The beta-tubulin genes G beta 1 and G beta 2 from the phytopathogenic hemiascomycete Geotrichum candidum were found to be highly diverged in amino acid sequence from those of other filamentous fungi. G beta 1 and G beta 2 were also divergent from each other, with the coding regions sharing only 66% nucleotide sequence homology and 64% amino acid identity. However, the proteins shared 82% similarity and only 25 of the 161 non-identical amino acid substitutions were non-conservative. The organization of G beta 1 is similar to other fungal beta-tubulin genes, but G beta 2 has several unusual features; it has 2 amino acid additions in the N-terminal 40 residues and must employ an uncommon 5' splice junction sequence in preference to an overlapping perfect consensus.
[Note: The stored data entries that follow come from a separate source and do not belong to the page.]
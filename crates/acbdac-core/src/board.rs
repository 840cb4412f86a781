//! Board context
//!
//! [`Board`] is the single owner of the bridge link. It holds the I2C
//! engine, the multiplexer, the device registry and the pin map, and hands
//! out short-lived handles that borrow it. There is no global state: open a
//! board at startup, pass it by reference, and [`close`](Board::close) it
//! to get the link back.
//!
//! Every wire operation on a handle takes the transaction lock once, selects
//! the handle's bus on the multiplexer and runs its transaction before the
//! lock is released. Wire errors from that transaction come back as
//! [`Error::OnBus`](crate::Error::OnBus) naming the bus.

use crate::config::BoardConfig;
use crate::dac::{
    code_from_normalized, mcp4728, normalized_from_code, ChannelConfig, ChannelRegisters,
    ChannelState,
};
use crate::error::Result;
use crate::i2c::{BusGuard, I2cEngine};
use crate::link::MpsseLink;
use crate::mux::Tca9548a;
use crate::pinmap::PinMap;
use crate::registry::{DeviceRecord, DeviceRegistry, DeviceSlot, RegistryReport};
use crate::types::{ChannelAddress, DeviceAddress, LogicalBusId, SubChannel};

/// An ACB reached through one MPSSE bridge
pub struct Board<L: MpsseLink> {
    engine: I2cEngine<L>,
    mux: Tca9548a,
    registry: DeviceRegistry,
    pinmap: PinMap,
    config: BoardConfig,
}

impl<L: MpsseLink> Board<L> {
    /// Bring up the bridge and build an unprobed registry
    ///
    /// No DAC is touched until [`initialize`](Self::initialize).
    pub fn open(link: L, config: BoardConfig, pinmap: PinMap) -> Result<Self> {
        config.validate()?;

        let registry = DeviceRegistry::new(config.slots());
        for (name, addr) in pinmap.iter() {
            if registry.slot(addr.bus, addr.address).is_none() {
                log::warn!(
                    "Channel '{}' maps to {}, which the board config does not declare",
                    name,
                    addr
                );
            }
        }

        let engine = I2cEngine::new(link, config.engine_settings())?;
        log::info!(
            "Opened board: {} channel(s), {} slot(s), multiplexer at 0x{:02X}",
            pinmap.len(),
            registry.len(),
            config.mux_address
        );

        Ok(Self {
            engine,
            mux: config.mux(),
            registry,
            pinmap,
            config,
        })
    }

    /// Probe every declared slot
    pub fn initialize(&mut self) -> Result<RegistryReport> {
        self.registry.initialize(&self.engine, &self.mux)
    }

    /// Handle for a named channel
    ///
    /// Pure lookup: fails with `UnknownChannel` or `DeviceNotPresent`
    /// without touching the link.
    pub fn output(&self, name: &str) -> Result<OutputHandle<'_, L>> {
        let addr = self.pinmap.resolve(name)?;
        let record = *self.registry.require(addr.bus, addr.address)?;
        Ok(OutputHandle {
            board: self,
            record,
            output: addr.output,
            config: ChannelConfig::default(),
        })
    }

    /// Handle for a DAC that answered its probe
    pub fn device(&self, bus: LogicalBusId, address: DeviceAddress) -> Option<DeviceHandle<'_, L>> {
        self.registry.get(bus, address).map(|&record| DeviceHandle {
            board: self,
            record,
        })
    }

    /// Addresses answering on one bus, excluding the multiplexer itself
    pub fn scan_bus(&self, bus: LogicalBusId) -> Result<Vec<u8>> {
        let mut found = self.with_bus(bus, |guard| guard.scan())?;
        found.retain(|&addr| addr != self.mux.address());
        log::info!("{}: {} target(s) answered", bus, found.len());
        Ok(found)
    }

    /// Pin map entries with the state of the slot each one lands on
    pub fn channels(&self) -> impl Iterator<Item = (&str, ChannelAddress, Option<DeviceSlot>)> + '_ {
        self.pinmap
            .iter()
            .map(|(name, addr)| (name, addr, self.registry.slot(addr.bus, addr.address)))
    }

    /// The I2C engine
    pub fn engine(&self) -> &I2cEngine<L> {
        &self.engine
    }

    /// The device registry
    pub fn registry(&self) -> &DeviceRegistry {
        &self.registry
    }

    /// The pin map
    pub fn pinmap(&self) -> &PinMap {
        &self.pinmap
    }

    /// The configuration the board was opened with
    pub fn config(&self) -> &BoardConfig {
        &self.config
    }

    /// Disconnect every multiplexer port and hand the link back
    pub fn close(self) -> L {
        match self.engine.try_acquire() {
            Ok(mut guard) => {
                if let Err(e) = self.mux.deselect(&mut guard) {
                    log::warn!("Failed to deselect multiplexer on close: {}", e);
                }
            }
            Err(e) => log::warn!("Could not take the bus to deselect on close: {}", e),
        }
        log::debug!(
            "Closing board after {} transaction(s)",
            self.engine.transactions()
        );
        self.engine.into_link()
    }

    /// Take the lock, select `bus` and run `f`
    fn with_bus<T>(
        &self,
        bus: LogicalBusId,
        f: impl FnOnce(&mut BusGuard<'_, L>) -> Result<T>,
    ) -> Result<T> {
        let mut guard = self.engine.try_acquire()?;
        self.mux.select(&mut guard, bus)?;
        f(&mut guard).map_err(|e| e.on_bus(bus))
    }
}

/// A DAC that answered its probe
pub struct DeviceHandle<'a, L: MpsseLink> {
    board: &'a Board<L>,
    record: DeviceRecord,
}

impl<'a, L: MpsseLink> DeviceHandle<'a, L> {
    /// One of the four outputs
    pub fn output(&self, output: SubChannel) -> OutputHandle<'a, L> {
        OutputHandle {
            board: self.board,
            record: self.record,
            output,
            config: ChannelConfig::default(),
        }
    }

    /// All four outputs in A-D order
    pub fn outputs(&self) -> [OutputHandle<'a, L>; 4] {
        SubChannel::ALL.map(|output| self.output(output))
    }

    /// Bus the DAC is on
    pub fn bus(&self) -> LogicalBusId {
        self.record.bus
    }

    /// DAC address
    pub fn address(&self) -> DeviceAddress {
        self.record.chip.address()
    }

    /// Read every register of the chip
    pub fn read_registers(&self) -> Result<[ChannelRegisters; 4]> {
        let chip = self.record.chip;
        self.board
            .with_bus(self.record.bus, |guard| chip.read_registers(guard))
    }
}

/// One DAC output
///
/// Writes use the handle's [`ChannelConfig`], which starts as the chip's
/// power-on configuration (VDD reference, gain x1, output enabled).
pub struct OutputHandle<'a, L: MpsseLink> {
    board: &'a Board<L>,
    record: DeviceRecord,
    output: SubChannel,
    config: ChannelConfig,
}

impl<L: MpsseLink> OutputHandle<'_, L> {
    /// Use `config` for writes made through this handle
    pub fn with_config(mut self, config: ChannelConfig) -> Self {
        self.config = config;
        self
    }

    /// Full address of this output
    pub fn address(&self) -> ChannelAddress {
        ChannelAddress::new(self.record.bus, self.record.chip.address(), self.output)
    }

    /// Set the output to `value` of full scale (0.0-1.0)
    ///
    /// Out-of-range values fail with `ValueOutOfRange` and nothing is
    /// written.
    pub fn set_normalized(&self, value: f64) -> Result<()> {
        let code = code_from_normalized(value)?;
        self.set_raw(code)
    }

    /// Read the output back as a fraction of full scale
    pub fn read_normalized(&self) -> Result<f64> {
        Ok(normalized_from_code(self.read_raw()?))
    }

    /// Set the raw 12-bit code
    pub fn set_raw(&self, code: u16) -> Result<()> {
        let code = mcp4728::check_code(code)?;
        let (chip, output, config) = (self.record.chip, self.output, self.config);
        log::debug!("{} <- {:#05X}", self.address(), code);
        self.board.with_bus(self.record.bus, |guard| {
            chip.write_channel(guard, output, code, config)
        })
    }

    /// Read the raw 12-bit code
    pub fn read_raw(&self) -> Result<u16> {
        Ok(self.read_state()?.code)
    }

    /// Read the live input register
    pub fn read_state(&self) -> Result<ChannelState> {
        let (chip, output) = (self.record.chip, self.output);
        self.board
            .with_bus(self.record.bus, |guard| chip.read_channel(guard, output))
    }

    /// Change the output configuration, keeping the current code
    ///
    /// Read-modify-write: the read and the write run back to back under one
    /// hold of the transaction lock. This is the only operation that holds
    /// the lock across two transactions.
    pub fn set_config(&self, config: ChannelConfig) -> Result<()> {
        let (chip, output) = (self.record.chip, self.output);
        self.board.with_bus(self.record.bus, |guard| {
            let current = chip.read_channel(guard, output)?;
            chip.write_channel(guard, output, current.code, config)
        })
    }
}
The amino acid change found to confer benomyl resistance in Neurospora crassa was also present in G beta 2. G beta 1 has four introns which are located similarly to those of beta-tubulin genes in other fungi. G beta 2, however, has a single intron in a unique location. Translational fusions employing the 5' non-coding regions of the two Geotrichum beta-tubulin genes were made with the hygromycin phosphotransferase gene and shown to function in Schizosaccharomyces pombe and Trichoderma hamatum. However, G. candidum could not be transformed with these or other tested plasmids commonly used for fungal transformation.